# Work item
From the line that contains "fn from(new: NewThread)" to the last line of the records below, retype each line exactly; leave out everything else.

+++

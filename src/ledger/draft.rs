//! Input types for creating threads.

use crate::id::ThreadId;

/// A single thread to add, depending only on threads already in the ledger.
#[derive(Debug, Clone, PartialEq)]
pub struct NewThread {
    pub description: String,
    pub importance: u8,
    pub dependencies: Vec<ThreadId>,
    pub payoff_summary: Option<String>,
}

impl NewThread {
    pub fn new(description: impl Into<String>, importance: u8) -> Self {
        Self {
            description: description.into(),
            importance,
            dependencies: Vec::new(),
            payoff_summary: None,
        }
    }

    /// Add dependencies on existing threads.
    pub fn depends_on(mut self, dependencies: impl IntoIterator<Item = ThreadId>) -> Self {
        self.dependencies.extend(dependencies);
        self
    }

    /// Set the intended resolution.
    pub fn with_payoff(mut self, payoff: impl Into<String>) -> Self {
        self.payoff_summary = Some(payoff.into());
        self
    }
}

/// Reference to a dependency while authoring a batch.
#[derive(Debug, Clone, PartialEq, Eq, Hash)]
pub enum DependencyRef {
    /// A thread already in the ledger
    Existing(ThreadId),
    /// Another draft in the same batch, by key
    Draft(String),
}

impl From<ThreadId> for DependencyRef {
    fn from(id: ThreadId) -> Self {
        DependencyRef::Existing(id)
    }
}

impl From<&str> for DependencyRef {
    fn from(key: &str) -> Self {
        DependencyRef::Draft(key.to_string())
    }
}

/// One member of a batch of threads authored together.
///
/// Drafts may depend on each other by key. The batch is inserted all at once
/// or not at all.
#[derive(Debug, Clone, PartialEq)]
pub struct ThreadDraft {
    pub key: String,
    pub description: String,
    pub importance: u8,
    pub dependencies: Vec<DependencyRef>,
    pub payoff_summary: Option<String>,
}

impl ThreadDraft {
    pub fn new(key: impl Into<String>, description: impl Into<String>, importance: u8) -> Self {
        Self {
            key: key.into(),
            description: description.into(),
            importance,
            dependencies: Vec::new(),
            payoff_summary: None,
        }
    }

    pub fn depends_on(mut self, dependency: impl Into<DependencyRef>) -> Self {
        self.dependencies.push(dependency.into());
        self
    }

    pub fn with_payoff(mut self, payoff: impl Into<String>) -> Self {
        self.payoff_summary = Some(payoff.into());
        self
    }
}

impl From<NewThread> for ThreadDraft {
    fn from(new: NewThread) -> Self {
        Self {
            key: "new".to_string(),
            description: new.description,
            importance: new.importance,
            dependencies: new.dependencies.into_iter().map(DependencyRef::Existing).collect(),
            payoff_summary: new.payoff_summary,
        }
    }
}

+++

# Task solution
    fn from(new: NewThread) -> Self {
        Self {
            key: "new".to_string(),
            description: new.description,
            importance: new.importance,
            dependencies: new.dependencies.into_iter().map(DependencyRef::Existing).collect(),
            payoff_summary: new.payoff_summary,
        }
    }
}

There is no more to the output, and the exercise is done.